Джозеф Конрад - Победа
Гейст сидел среди этих костяков, так любовно прикрытых растительностью двух дождевых периодов. Нарушаемая только отдаленным рокотанием грома, шумом дождя в высоких ветвях, или ветра в листьях деревьев, или же разбивающихся о берег волн, окружающая тишина, скорее, способствовала, нежели препятствовала, его одиноким мечтаниям.
Размышления — особенно размышления европейца — всегда в большей или меньшей степени сводятся к ряду вопросов.

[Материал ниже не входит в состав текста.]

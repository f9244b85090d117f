//! Active positions and closed-trade history

use super::{ClosedTrade, PerformanceStats, Position, PositionError};
use crate::execution::OrderId;
use rust_decimal::Decimal;
use std::collections::{HashMap, VecDeque};

/// At most one non-terminal position per symbol, plus a bounded archive
#[derive(Debug, Clone)]
pub struct PositionBook {
    active: HashMap<String, Position>,
    history: VecDeque<ClosedTrade>,
    history_len: usize,
}

impl PositionBook {
    /// Create a book keeping up to `history_len` archived positions
    pub fn new(history_len: usize) -> Self {
        Self {
            active: HashMap::new(),
            history: VecDeque::with_capacity(history_len.min(1024)),
            history_len,
        }
    }

    /// Track a new position
    pub fn insert(&mut self, position: Position) -> Result<(), PositionError> {
        if self.active.contains_key(&position.symbol) {
            return Err(PositionError::AlreadyActive(position.symbol));
        }
        self.active.insert(position.symbol.clone(), position);
        Ok(())
    }

    pub fn get(&self, symbol: &str) -> Option<&Position> {
        self.active.get(symbol)
    }

    pub fn get_mut(&mut self, symbol: &str) -> Option<&mut Position> {
        self.active.get_mut(symbol)
    }

    /// Symbol of the position that owns `order_id`, and whether it is the entry order
    pub fn find_order(&self, order_id: OrderId) -> Option<(String, bool)> {
        self.active.values().find_map(|p| {
            if p.entry_order_id == Some(order_id) {
                Some((p.symbol.clone(), true))
            } else if p.exit_order_id == Some(order_id) {
                Some((p.symbol.clone(), false))
            } else {
                None
            }
        })
    }

    /// Non-terminal positions
    pub fn active(&self) -> impl Iterator<Item = &Position> {
        self.active.values()
    }

    pub fn active_count(&self) -> usize {
        self.active.len()
    }

    /// Remove a terminal position and archive it
    pub fn archive(&mut self, trade: ClosedTrade) {
        self.active.remove(&trade.position.symbol);
        if self.history_len == 0 {
            return;
        }
        while self.history.len() >= self.history_len {
            self.history.pop_front();
        }
        self.history.push_back(trade);
    }

    /// Archived positions, oldest first
    pub fn history(&self) -> impl DoubleEndedIterator<Item = &ClosedTrade> {
        self.history.iter()
    }

    /// Sum of mark-to-market PnL over active positions
    pub fn unrealized_pnl(&self) -> Decimal {
        self.active.values().map(|p| p.unrealized_pnl).sum()
    }

    /// Statistics over archived closed trades; cancellations are excluded
    pub fn performance(&self) -> PerformanceStats {
        let closed: Vec<&ClosedTrade> = self.history.iter().filter(|t| t.is_closed()).collect();
        if closed.is_empty() {
            return PerformanceStats::default();
        }

        let total_trades = closed.len();
        let winning_trades = closed.iter().filter(|t| t.realized_pnl > Decimal::ZERO).count();
        let losing_trades = closed.iter().filter(|t| t.realized_pnl < Decimal::ZERO).count();
        let total_pnl: Decimal = closed.iter().map(|t| t.realized_pnl).sum();
        let count = Decimal::from(total_trades);

        PerformanceStats {
            total_trades,
            winning_trades,
            losing_trades,
            total_pnl,
            average_pnl: total_pnl / count,
            win_rate: Decimal::from(winning_trades) / count,
        }
    }
}
//! Strategy module
//!
//! Strategy plugins, their adaptive enablement state, and the manager that
//! aggregates their signals into one decision per symbol.

mod arbitrage;
mod manager;
mod predictor;
mod scalping;
mod state;
mod trend;

pub use arbitrage::StatisticalArbitrage;
pub use manager::{StrategyManager, StrategyStats};
pub use predictor::{LogisticPredictor, MlPredictor, Prediction, Predictor};
pub use scalping::Scalping;
pub use state::{AdaptivePolicy, Enablement, StrategyState, TradeOutcome, TradeResult, Transition};
pub use trend::TrendFollowing;

use crate::feed::MarketSnapshot;
use crate::signal::Signal;
use thiserror::Error;

/// Strategy evaluation errors
#[derive(Debug, Error)]
pub enum StrategyError {
    /// Not enough bars in the snapshot
    #[error("Insufficient history: need {needed}, have {available}")]
    InsufficientHistory { needed: usize, available: usize },
    /// An indicator the strategy depends on is absent
    #[error("Missing indicator: {0}")]
    MissingIndicator(&'static str),
    /// Any other evaluation failure
    #[error("Strategy failure: {0}")]
    Internal(String),
}

/// Trait for strategy plugins
///
/// Implementations are pure: the same snapshot always yields the same signal.
pub trait Strategy: Send + Sync {
    /// Stable identifier used for configuration and performance tracking
    fn id(&self) -> &str;
    /// Number of bars required before the strategy can form an opinion
    fn required_history(&self) -> usize;
    /// Produce a signal for `symbol` from `snapshot`
    fn produce_signal(&self, symbol: &str, snapshot: &MarketSnapshot)
        -> Result<Signal, StrategyError>;
}

/// The standard plugin set: trend following, scalping, statistical arbitrage, ML prediction
pub fn default_strategies() -> Vec<Box<dyn Strategy>> {
    vec![
        Box::new(TrendFollowing::default()),
        Box::new(Scalping::default()),
        Box::new(StatisticalArbitrage::default()),
        Box::new(MlPredictor::new(LogisticPredictor::default())),
    ]
}

/// Fail with `InsufficientHistory` when the snapshot is shorter than `needed`
pub(crate) fn ensure_history(snapshot: &MarketSnapshot, needed: usize) -> Result<(), StrategyError> {
    if snapshot.closes.len() < needed {
        return Err(StrategyError::InsufficientHistory {
            needed,
            available: snapshot.closes.len(),
        });
    }
    Ok(())
}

Гейст размышлял просто о загадочности собственных своих поступков и давал им следующее добросовестное объяснение:
«В общем, во мне, должно быть, еще много первобытного человека».
Он говорил себе также, с таким чувством, точно сделал открытие, что с этим первобытным существом справиться нелегко. Самый древний в мире голос никогда не перестанет звучать. Если бы кто-нибудь был в состоянии заставить умолкнуть его повелительные звуки, это был бы, без сомнения, не кто иной, как отец Гейста, с его пренебрежительным и непреклонным отрицанием всякого усилия; но это была, по-видимому, бесплодная попытка. В сыне сильно сказывался тот старейший предок, который, едва отделив свое сделанное из праха тело от небесной формы, принялся осматривать и наделять именами животных рая, который ему предстояло так скоро потерять.
Действие! Первая мысль или, быть может, первое земное побуждение! Зубчатый рыболовный крючок, с иллюзией прогресса вместо наживки, чтобы вырвать из мрака небытия бесчисленные поколения!
«И я, сын своего отца, также схватил его, как самая глупая из рыб!» — говорил себе Гейст.
Он страдал. Картина его собственной жизни, из которой он хотел было сделать чудо отрешенности, причиняла ему страдание. В памяти его всегда было живо воспоминание о последнем проведенном с отцом вечере. Он снова видел пред собою исхудалое лицо, копну седых волос, кожу цвета слоновой кости. Рядом с кушеткой, на маленьком столике, стоял канделябр с пятью зажженными свечами.
Они долго беседовали. Уличный шум постепенно затихал, и облитые лунным светом дома Лондона стали походить на могилы кладбища, где похоронены надежды, кладбища, не знающего ни славы, ни посетителей.
Он долго слушал, затем, после некоторого молчания, спросил, потому что в то время он был поистине молод:
— Разве нет пути?
В эту совершенно безоблачную лунную ночь отец его был исключительно мягко настроен.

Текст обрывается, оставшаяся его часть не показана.